1964: Vuyisile Mini, Zinakile Mkaba and Wilson Khayingo

2 comments November 6th, 2014 Headsman

On this date in 1964, anti-apartheid fighters Vuyisile Mini, Zinakile Mkaba and Wilson Khayingo went to the gallows of Pretoria Central Prison — the first three members of the African National Congress’s military arm to be executed by apartheid South Africa.

In 1960, on the 21st of March — a date still kept as South Africa’s Human Rights Day, and worldwide as the International Day for the Elimination of Racial Discrimination — white police gunned down 69 black civilians protesting the color line.

After the Sharpeville Massacre the struggle over racial apartheid in South Africa escalated to a much more violent plane.

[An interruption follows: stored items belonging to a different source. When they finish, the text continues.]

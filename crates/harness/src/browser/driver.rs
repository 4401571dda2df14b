//! chromedriver process management - spawning, readiness polling, shutdown

use std::io::ErrorKind;
use std::net::TcpListener;
use std::path::Path;
use std::process::{Child, Command, Stdio};
use std::thread::sleep;
use std::time::{Duration, Instant};

use reqwest::blocking::Client;
use serde_json::Value;
use tracing::{debug, info, warn};

use crate::error::{HarnessError, HarnessResult};

/// Handle to a running chromedriver process
pub struct ChromeDriverService {
    child: Option<Child>,
    pub url: String,
    pub port: u16,
}

impl ChromeDriverService {
    /// Spawn chromedriver and wait until it reports ready
    pub fn start(binary: &Path, startup_timeout: Duration) -> HarnessResult<Self> {
        let port = find_free_port()?;
        let url = format!("http://127.0.0.1:{}", port);

        info!("Spawning {} on port {}", binary.display(), port);

        let child = Command::new(binary)
            .arg(format!("--port={}", port))
            .stdout(Stdio::null())
            .stderr(Stdio::null())
            .spawn()
            .map_err(|e| match e.kind() {
                ErrorKind::NotFound => HarnessError::DriverNotFound {
                    binary: binary.display().to_string(),
                },
                _ => HarnessError::DriverStartup(format!(
                    "Failed to spawn {}: {}",
                    binary.display(),
                    e
                )),
            })?;

        let mut service = ChromeDriverService {
            child: Some(child),
            url,
            port,
        };

        service.wait_for_ready(startup_timeout)?;

        debug!("chromedriver is ready at {}", service.url);
        Ok(service)
    }

    /// Use a driver that is already listening at `url`. [`stop`](Self::stop)
    /// leaves it running.
    pub fn attach(url: &str) -> Self {
        let url = url.trim_end_matches('/').to_string();
        let port = reqwest::Url::parse(&url)
            .ok()
            .and_then(|parsed| parsed.port_or_known_default())
            .unwrap_or(0);
        ChromeDriverService {
            child: None,
            url,
            port,
        }
    }

    /// Poll `/status` until the driver reports `ready`
    fn wait_for_ready(&mut self, timeout: Duration) -> HarnessResult<()> {
        let status_url = format!("{}/status", self.url);
        let client = Client::builder()
            .timeout(Duration::from_secs(2))
            .build()?;

        let start = Instant::now();
        let mut attempts = 0;

        while start.elapsed() < timeout {
            attempts += 1;

            if let Some(child) = self.child.as_mut() {
                if let Ok(Some(status)) = child.try_wait() {
                    return Err(HarnessError::DriverStartup(format!(
                        "chromedriver exited during startup with {}",
                        status
                    )));
                }
            }

            match client.get(&status_url).send() {
                Ok(resp) if resp.status().is_success() => {
                    let ready = resp
                        .json::<Value>()
                        .ok()
                        .and_then(|body| body["value"]["ready"].as_bool())
                        .unwrap_or(false);
                    if ready {
                        return Ok(());
                    }
                }
                Ok(resp) => {
                    warn!("chromedriver status returned {}", resp.status());
                }
                Err(e) => {
                    // Connection refused is expected while the driver is starting
                    if !e.is_connect() {
                        warn!("chromedriver status error: {}", e);
                    }
                }
            }

            sleep(Duration::from_millis(100));
        }

        Err(HarnessError::DriverStartup(format!(
            "chromedriver not ready after {} attempts",
            attempts
        )))
    }

    pub fn url(&self) -> &str {
        &self.url
    }

    /// Stop the driver. Safe to call more than once.
    pub fn stop(&mut self) -> HarnessResult<()> {
        let Some(mut child) = self.child.take() else {
            return Ok(());
        };

        if let Ok(Some(_)) = child.try_wait() {
            return Ok(());
        }

        debug!("Stopping chromedriver (pid: {})", child.id());

        #[cfg(unix)]
        {
            use nix::sys::signal::{kill, Signal};
            use nix::unistd::Pid;

            let pid = Pid::from_raw(child.id() as i32);
            if kill(pid, Signal::SIGTERM).is_ok() {
                sleep(Duration::from_millis(200));
            }
        }

        if let Ok(None) = child.try_wait() {
            child.kill()?;
        }
        child.wait()?;

        Ok(())
    }
}

impl Drop for ChromeDriverService {
    fn drop(&mut self) {
        let _ = self.stop();
    }
}

/// Find a free local port to use
fn find_free_port() -> HarnessResult<u16> {
    let listener = TcpListener::bind("127.0.0.1:0")?;
    Ok(listener.local_addr()?.port())
}

#[cfg(test)]
mod tests {
    use super::*;

    #[test]
    fn test_find_free_port() {
        let port = find_free_port().unwrap();
        assert!(port > 1024);
    }

    #[test]
    fn test_missing_binary_is_driver_not_found() {
        let err = ChromeDriverService::start(
            Path::new("/nonexistent/bin/chromedriver-evidence"),
            Duration::from_secs(1),
        )
        .err()
        .unwrap();
        assert!(matches!(err, HarnessError::DriverNotFound { .. }));
        assert!(err.is_configuration());
    }

    #[test]
    fn test_attach_parses_port_and_stop_is_a_no_op() {
        let mut service = ChromeDriverService::attach("http://127.0.0.1:9515/");
        assert_eq!(service.url(), "http://127.0.0.1:9515");
        assert_eq!(service.port, 9515);
        service.stop().unwrap();
        service.stop().unwrap();
    }

    #[cfg(unix)]
    #[test]
    fn test_driver_exiting_early_is_startup_error() {
        let err = ChromeDriverService::start(Path::new("false"), Duration::from_secs(5))
            .err()
            .unwrap();
        assert!(matches!(err, HarnessError::DriverStartup(_)));
    }
}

Confrontations throughout South Africa following Sharpeville led the white government to declare a state of emergency and begin rounding up thousands of regime opponents. Pretoria also immediately outlaws the leading black resistance organizations, the Pan Africanist Congress and the African National Congress.

Driven underground, both PAC and ANC spun off military wings in 1961 to meet force with force.

We have already visited the “Langa Six”, members of the PAC’s Poqo.

Shortly thereafter, on December 16, Umkhonto we Sizwe (“Spear of the Nation” in Zulu, but better known simply as “MK”) announced its advent with placards in city streets.

The time comes in the life of any people when there remain two choices: to submit or fight. That time has now come to South Africa. We will not submit but will fight back with all means at our disposal in defence of our rights, our people and our freedom.

MK conducted its first dynamite attacks that very evening in Port Elizabeth; over the ensuing 18 months, it carried out more than 200 bombings and other acts of sabotage against the facilities of the apartheid state: train tracks, power stations, telephone wires, offices.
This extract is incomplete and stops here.